● **About this exercise**: A copy is needed of each line in the records that has the word "Mutex".

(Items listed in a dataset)
>>>>>
#[async_trait]
impl BrowserSession for FakeSession {
    async fn goto(&mut self, url: &str, _timeout: Duration) -> Result<(), SessionError> {
        self.record.lock().unwrap().visited.push(url.to_string());
        match self.page.navigation.clone() {
            Navigation::Load => {
                tokio::time::sleep(self.page.goto_delay).await;
                Ok(())
            }
            Navigation::Hang => std::future::pending().await,
            Navigation::Refuse(reason) => Err(SessionError::Navigation {
                url: url.to_string(),
                reason: reason.to_string(),
            }),
            Navigation::Panic => panic!("renderer crashed"),
        }
    }

    async fn find_visible(&mut self, locator: &Locator) -> Result<Option<ElementHandle>, SessionError> {
        match self.page.visible.get(locator) {
            Some(remaining) if *remaining > 0 => {
                self.issued.push(*locator);
                Ok(Some(ElementHandle::new((self.issued.len() - 1).to_string())))
            }
            _ => Ok(None),
        }
    }

    async fn click(&mut self, element: &ElementHandle) -> Result<(), SessionError> {
        let locator = self.resolve(element)?;
        if let Some(remaining) = self.page.visible.get_mut(&locator) {
            if *remaining != usize::MAX {
                *remaining = remaining.saturating_sub(1);
            }
        }
        self.record.lock().unwrap().clicks.push(locator);
        Ok(())
    }

    async fn fill(&mut self, element: &ElementHandle, value: &str) -> Result<(), SessionError> {
        let locator = self.resolve(element)?;
        self.record.lock().unwrap().fills.push((locator, value.to_string()));
        Ok(())
    }

    async fn attach_file(&mut self, element: &ElementHandle, path: &Path) -> Result<(), SessionError> {
        self.resolve(element)?;
        self.record.lock().unwrap().uploads.push(path.to_path_buf());
        Ok(())
    }

    async fn screenshot(&mut self) -> Result<Vec<u8>, SessionError> {
        Ok(b"\x89PNG fake".to_vec())
    }

    async fn content(&mut self) -> Result<String, SessionError> {
        Ok(self.page.html.clone())
    }

    async fn close(&mut self) -> Result<(), SessionError> {
        if !self.closed {
            self.closed = true;
            self.record.lock().unwrap().closes += 1;
            if let Some(counter) = &self.counter {
                counter.release();
            }
        }
        Ok(())
    }
}

/// Opens fake sessions over one scripted page and tracks how many are live.
pub struct FakeSessionFactory {
    page: FakePage,
    pub counter: Arc<OpenCounter>,
    pub records: Mutex<Vec<Arc<Mutex<Recorded>>>>,
    pub fail_open: AtomicBool,
}

impl FakeSessionFactory {
    pub fn new(page: FakePage) -> Self {
        Self {
            page,
            counter: Arc::new(OpenCounter::default()),
            records: Mutex::new(Vec::new()),
            fail_open: AtomicBool::new(false),
        }
    }

    pub fn total_closes(&self) -> usize {
        self.records
            .lock()
            .unwrap()
            .iter()
            .map(|r| r.lock().unwrap().closes)
            .sum()
    }
}

#[async_trait]
impl SessionFactory for FakeSessionFactory {
    async fn open(&self) -> Result<Box<dyn BrowserSession>, SessionError> {
        if self.fail_open.load(Ordering::SeqCst) {
            return Err(SessionError::Launch("no browser in test".to_string()));
        }
        let (mut session, record) = FakeSession::new(self.page.clone());
        session.counter = Some(Arc::clone(&self.counter));
        self.counter.acquire();
        self.records.lock().unwrap().push(record);
        Ok(Box::new(session))
    }
}

/// Task store with the same transition rules as the PostgreSQL one.
#[derive(Default)]
pub struct MemoryStore {
    pub tasks: Mutex<HashMap<Uuid, AutomationTask>>,
    pub postings: Mutex<Vec<(String, JobPosting)>>,
    pub fail_record: AtomicBool,
    /// Number of upcoming `record` calls that fail before it recovers.
    pub fail_record_times: AtomicUsize,
}

impl MemoryStore {
    pub fn status(&self, task_id: Uuid) -> Option<TaskStatus> {
        self.tasks.lock().unwrap().get(&task_id).map(|t| t.status)
    }

    pub fn set_attempts(&self, task_id: Uuid, attempts: i32) {
        if let Some(task) = self.tasks.lock().unwrap().get_mut(&task_id) {
            task.attempts = attempts;
        }
    }

    pub fn all_terminal(&self) -> bool {
        self.tasks.lock().unwrap().values().all(|t| t.status.is_terminal())
    }
}

#[async_trait]
impl TaskStore for MemoryStore {
    async fn create(&self, task_id: Uuid, payload: &TaskPayload) -> Result<AutomationTask, StoreError> {
        let now = Utc::now();
        let task = AutomationTask {
            id: task_id,
            kind: payload.kind(),
            user_id: payload.user_id().to_string(),
            target: payload.target().to_string(),
            status: TaskStatus::Queued,
            attempts: 0,
            logs: Vec::new(),
            screenshot_ref: None,
            error: None,
            requires_manual_review: false,
            result: None,
            created_at: now,
            updated_at: now,
        };
        self.tasks.lock().unwrap().insert(task_id, task.clone());
        Ok(task)
    }

    async fn claim(&self, task_id: Uuid) -> Result<Option<i32>, StoreError> {
        let mut tasks = self.tasks.lock().unwrap();
        match tasks.get_mut(&task_id) {
            Some(task) if !task.status.is_terminal() => {
                task.status = TaskStatus::Processing;
                task.attempts += 1;
                task.updated_at = Utc::now();
                Ok(Some(task.attempts))
            }
            _ => Ok(None),
        }
    }

    async fn record(&self, task_id: Uuid, outcome: &TaskOutcome) -> Result<bool, StoreError> {
        if self.fail_record.load(Ordering::SeqCst) {
            return Err(StoreError::Unavailable("record disabled in test".to_string()));
        }
        let failing = self
            .fail_record_times
            .fetch_update(Ordering::SeqCst, Ordering::SeqCst, |n| n.checked_sub(1));
        if failing.is_ok() {
            return Err(StoreError::Unavailable("record briefly unavailable".to_string()));
        }
        let mut tasks = self.tasks.lock().unwrap();
        match tasks.get_mut(&task_id) {
            Some(task) if !task.status.is_terminal() => {
                task.status = outcome.status;
                task.logs = outcome.logs.clone();
                task.screenshot_ref = outcome.screenshot_ref.clone().or(task.screenshot_ref.take());
                task.error = outcome.error.clone();
                task.requires_manual_review = outcome.requires_manual_review;
                task.result = outcome.result.clone().or(task.result.take());
                task.updated_at = Utc::now();
                Ok(true)
            }
            _ => Ok(false),
        }
    }

    async fn get(&self, task_id: Uuid) -> Result<Option<AutomationTask>, StoreError> {
        Ok(self.tasks.lock().unwrap().get(&task_id).cloned())
    }

    async fn save_posting(
        &self,
        user_id: &str,
        posting: &JobPosting,
        _raw_html: Option<&str>,
    ) -> Result<Uuid, StoreError> {
        let mut postings = self.postings.lock().unwrap();
        postings.retain(|(_, p)| p.url != posting.url);
        postings.push((user_id.to_string(), posting.clone()));
        Ok(Uuid::new_v4())
    }
}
<<<<<
● **Answer area**:
    pub records: Mutex<Vec<Arc<Mutex<Recorded>>>>,
            records: Mutex::new(Vec::new()),
    pub tasks: Mutex<HashMap<Uuid, AutomationTask>>,
    pub postings: Mutex<Vec<(String, JobPosting)>>,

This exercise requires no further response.